Etherlink Plus ( 3c505) might be sort of interesting if you like huge, oddly colored PCBs, but unless you are trying to run Netware 2 or Lan manager on an early 386, why bother.
Etherlink 16 ( 3c507) was usable for DOS, but was a pain to make it work with Win95. Took lots of practice & tweaking in the device properties to get them to work. Seemed more like art than science at the time.

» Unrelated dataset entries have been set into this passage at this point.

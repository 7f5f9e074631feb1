//! Whole-tree iteration (`iter`/`keys`/`values`), walking the leaf chain
//! node by node rather than collecting into a `Vec` up front — the same
//! chain [`crate::tree::Tree::range`] and `find` traverse, just unbounded
//! and lazy.

use crate::node::NodeId;
use crate::sorted_list::CellId;
use crate::tree::Tree;

pub struct Items<'a, K, V> {
    tree: &'a Tree<K, V>,
    cur: Option<NodeId>,
    cell: Option<CellId>,
}

impl<'a, K: Clone, V> Items<'a, K, V> {
    pub(crate) fn new(tree: &'a Tree<K, V>) -> Self {
        Items {
            tree,
            cur: tree.leftmost_leaf(),
            cell: None,
        }
    }
}

impl<'a, K: Clone, V> Iterator for Items<'a, K, V> {
    type Item = (&'a K, Option<&'a V>);

    fn next(&mut self) -> Option<Self::Item> {
        loop {
            let node_id = self.cur?;
            let node = self.tree.node(node_id);
            match self.cell {
                Some(cid) => {
                    let cell = node.cells.get(cid);
                    self.cell = node.cells.next(cid);
                    return Some((&cell.key, cell.value.as_ref()));
                }
                None => match node.cells.min_id() {
                    Some(cid) => self.cell = Some(cid),
                    None => {
                        self.cur = node.right_sibling;
                    }
                },
            }
        }
    }
}

pub struct Keys<'a, K, V>(pub(crate) Items<'a, K, V>);

impl<'a, K: Clone, V> Iterator for Keys<'a, K, V> {
    type Item = &'a K;
    fn next(&mut self) -> Option<Self::Item> {
        self.0.next().map(|(k, _)| k)
    }
}

pub struct Values<'a, K, V>(pub(crate) Items<'a, K, V>);

impl<'a, K: Clone, V> Iterator for Values<'a, K, V> {
    type Item = &'a V;
    fn next(&mut self) -> Option<Self::Item> {
        loop {
            match self.0.next()? {
                (_, Some(v)) => return Some(v),
                (_, None) => continue,
            }
        }
    }
}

Etherlink III (3c509) ISA was jumperless, and thanks to being sort of plug and play, windows 95 kind of liked it. They performed above the rest because they had a buffer to increase through put and "predictive interrupts" or something like that to reduce the amount of time between packet arrival and packet processing. Maybe a little more finicky than an NE2000 or the SMC at times, but back in the day, it's what I had to work with and it was hard to argue with the ISA performance. I've kept one around for emergencies, but have not used it in years.
Didn't like the PCMCIA Etherlink III adapters. Plug & Play? More like plug and fail!!! And so many lost or busted dongles.
Etherlink 10/100 (3c905) are rock solid with Windows 95/98. It's my goto card for PCI computers that don't have a network card. I have those "wake on lan" cables too. I have plugged in several times, but successfully used them absolutely 0 times because .. It's a neat idea, but when the PC's on the other side of the room .... yeah.
I've never used anything newer than the 3c905.
And these days, CF's make "sneakernet" so easy that I have not bothered to hook up an ISA capable computer to the network in a long time. It's not like you can surf the web any more and my rom burning machine is off line just because the Minipro rom burning software scared the daylights out of me.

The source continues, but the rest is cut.